• EXERCISE MATERIAL

▶

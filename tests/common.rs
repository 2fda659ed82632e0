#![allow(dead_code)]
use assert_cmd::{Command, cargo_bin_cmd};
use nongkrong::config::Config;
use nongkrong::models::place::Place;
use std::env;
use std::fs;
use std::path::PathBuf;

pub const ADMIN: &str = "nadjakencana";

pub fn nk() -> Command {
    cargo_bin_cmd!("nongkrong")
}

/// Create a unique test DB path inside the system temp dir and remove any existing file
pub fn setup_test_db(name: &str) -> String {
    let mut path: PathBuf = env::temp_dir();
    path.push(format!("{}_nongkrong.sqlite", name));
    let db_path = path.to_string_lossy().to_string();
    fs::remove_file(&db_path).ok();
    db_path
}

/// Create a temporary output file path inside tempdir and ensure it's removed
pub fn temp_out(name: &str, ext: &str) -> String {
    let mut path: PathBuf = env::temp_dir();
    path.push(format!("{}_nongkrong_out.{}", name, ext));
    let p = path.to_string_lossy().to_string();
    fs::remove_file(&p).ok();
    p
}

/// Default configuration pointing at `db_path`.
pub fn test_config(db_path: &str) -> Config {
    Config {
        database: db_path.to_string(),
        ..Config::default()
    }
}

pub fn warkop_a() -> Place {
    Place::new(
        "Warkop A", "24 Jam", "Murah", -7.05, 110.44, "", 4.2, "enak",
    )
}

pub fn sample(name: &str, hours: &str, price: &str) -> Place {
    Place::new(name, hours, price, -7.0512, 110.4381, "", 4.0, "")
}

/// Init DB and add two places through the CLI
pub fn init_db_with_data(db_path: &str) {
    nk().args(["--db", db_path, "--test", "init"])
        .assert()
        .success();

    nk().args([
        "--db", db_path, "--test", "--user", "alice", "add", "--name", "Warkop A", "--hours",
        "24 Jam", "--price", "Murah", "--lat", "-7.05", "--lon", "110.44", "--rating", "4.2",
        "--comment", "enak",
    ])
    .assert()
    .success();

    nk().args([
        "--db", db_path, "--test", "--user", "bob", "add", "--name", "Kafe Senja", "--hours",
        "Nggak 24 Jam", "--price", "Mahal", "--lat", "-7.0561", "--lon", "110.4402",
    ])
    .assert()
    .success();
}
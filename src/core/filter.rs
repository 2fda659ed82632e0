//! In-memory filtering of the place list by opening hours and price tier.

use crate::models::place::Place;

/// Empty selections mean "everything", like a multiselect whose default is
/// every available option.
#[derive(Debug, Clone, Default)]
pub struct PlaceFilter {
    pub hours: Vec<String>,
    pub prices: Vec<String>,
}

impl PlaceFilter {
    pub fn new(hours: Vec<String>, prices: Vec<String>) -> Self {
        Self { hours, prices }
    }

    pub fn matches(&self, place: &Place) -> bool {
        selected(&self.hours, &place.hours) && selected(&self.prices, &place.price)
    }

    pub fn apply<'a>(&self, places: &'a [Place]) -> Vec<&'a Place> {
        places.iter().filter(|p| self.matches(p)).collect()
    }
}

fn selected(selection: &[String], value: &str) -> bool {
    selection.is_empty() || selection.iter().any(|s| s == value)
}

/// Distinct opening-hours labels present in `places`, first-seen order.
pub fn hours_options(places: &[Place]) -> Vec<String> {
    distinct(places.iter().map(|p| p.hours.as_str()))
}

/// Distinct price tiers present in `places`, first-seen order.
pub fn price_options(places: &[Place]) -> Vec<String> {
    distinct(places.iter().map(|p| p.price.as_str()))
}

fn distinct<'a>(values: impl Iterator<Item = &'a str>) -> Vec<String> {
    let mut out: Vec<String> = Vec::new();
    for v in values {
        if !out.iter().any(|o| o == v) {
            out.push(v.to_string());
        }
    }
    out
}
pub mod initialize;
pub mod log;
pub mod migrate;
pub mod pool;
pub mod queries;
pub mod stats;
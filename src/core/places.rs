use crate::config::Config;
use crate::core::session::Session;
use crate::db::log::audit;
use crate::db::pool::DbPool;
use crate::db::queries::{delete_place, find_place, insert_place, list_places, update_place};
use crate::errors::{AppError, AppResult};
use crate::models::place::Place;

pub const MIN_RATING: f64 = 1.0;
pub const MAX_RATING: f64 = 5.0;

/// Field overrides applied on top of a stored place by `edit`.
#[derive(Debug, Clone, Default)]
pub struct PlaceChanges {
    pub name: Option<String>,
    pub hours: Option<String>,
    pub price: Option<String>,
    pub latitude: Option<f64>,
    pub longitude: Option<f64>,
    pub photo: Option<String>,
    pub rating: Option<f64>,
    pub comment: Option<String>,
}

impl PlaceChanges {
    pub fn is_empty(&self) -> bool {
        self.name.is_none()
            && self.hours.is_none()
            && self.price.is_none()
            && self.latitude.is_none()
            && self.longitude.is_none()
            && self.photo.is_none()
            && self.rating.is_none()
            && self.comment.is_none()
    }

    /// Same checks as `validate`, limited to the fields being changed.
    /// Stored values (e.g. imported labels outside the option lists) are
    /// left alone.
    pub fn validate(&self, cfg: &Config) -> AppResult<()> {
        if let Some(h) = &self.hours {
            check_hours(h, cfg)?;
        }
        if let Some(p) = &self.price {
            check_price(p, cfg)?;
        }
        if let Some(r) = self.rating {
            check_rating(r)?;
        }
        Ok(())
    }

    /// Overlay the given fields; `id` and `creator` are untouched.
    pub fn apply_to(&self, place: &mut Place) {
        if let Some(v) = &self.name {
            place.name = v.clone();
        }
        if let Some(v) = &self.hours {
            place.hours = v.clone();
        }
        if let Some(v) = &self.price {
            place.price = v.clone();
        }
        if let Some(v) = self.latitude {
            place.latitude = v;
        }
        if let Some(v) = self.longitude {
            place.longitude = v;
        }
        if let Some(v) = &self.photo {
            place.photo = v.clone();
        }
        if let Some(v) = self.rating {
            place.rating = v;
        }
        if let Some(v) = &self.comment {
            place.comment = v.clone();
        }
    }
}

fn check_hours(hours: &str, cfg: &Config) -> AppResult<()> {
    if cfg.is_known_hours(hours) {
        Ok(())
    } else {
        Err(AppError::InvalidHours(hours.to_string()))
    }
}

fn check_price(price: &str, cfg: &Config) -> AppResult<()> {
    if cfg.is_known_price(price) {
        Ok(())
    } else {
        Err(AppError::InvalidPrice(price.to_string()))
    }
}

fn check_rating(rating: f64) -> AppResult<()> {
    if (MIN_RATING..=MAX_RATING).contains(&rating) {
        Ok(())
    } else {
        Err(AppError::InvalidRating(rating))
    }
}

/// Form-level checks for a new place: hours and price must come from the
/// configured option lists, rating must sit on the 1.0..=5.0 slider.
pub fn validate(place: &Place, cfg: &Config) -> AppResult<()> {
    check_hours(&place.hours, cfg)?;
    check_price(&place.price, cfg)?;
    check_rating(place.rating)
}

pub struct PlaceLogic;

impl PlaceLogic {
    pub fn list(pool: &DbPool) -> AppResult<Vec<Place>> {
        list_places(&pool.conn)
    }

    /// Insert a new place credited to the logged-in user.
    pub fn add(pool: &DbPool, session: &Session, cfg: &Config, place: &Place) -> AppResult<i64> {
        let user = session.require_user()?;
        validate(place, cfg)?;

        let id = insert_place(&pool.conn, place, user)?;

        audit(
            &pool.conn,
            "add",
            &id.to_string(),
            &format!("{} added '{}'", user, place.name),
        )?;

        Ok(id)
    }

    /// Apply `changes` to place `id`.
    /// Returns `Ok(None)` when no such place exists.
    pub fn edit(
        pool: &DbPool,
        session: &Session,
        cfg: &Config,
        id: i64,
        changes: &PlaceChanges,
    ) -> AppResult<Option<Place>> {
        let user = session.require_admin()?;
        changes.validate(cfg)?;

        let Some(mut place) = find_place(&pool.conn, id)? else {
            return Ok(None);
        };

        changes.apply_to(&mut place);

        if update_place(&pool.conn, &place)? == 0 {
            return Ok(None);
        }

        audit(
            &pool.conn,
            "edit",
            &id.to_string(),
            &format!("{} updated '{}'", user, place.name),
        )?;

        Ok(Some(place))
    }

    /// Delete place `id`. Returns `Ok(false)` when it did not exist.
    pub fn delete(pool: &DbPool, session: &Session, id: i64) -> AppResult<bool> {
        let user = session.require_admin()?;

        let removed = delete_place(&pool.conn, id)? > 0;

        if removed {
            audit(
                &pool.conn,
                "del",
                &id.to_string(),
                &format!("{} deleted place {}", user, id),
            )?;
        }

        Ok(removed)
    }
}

◀

• YOUR INSTRUCTIONS
Report only how many lines above include "const".

• YOUR SOLUTION
3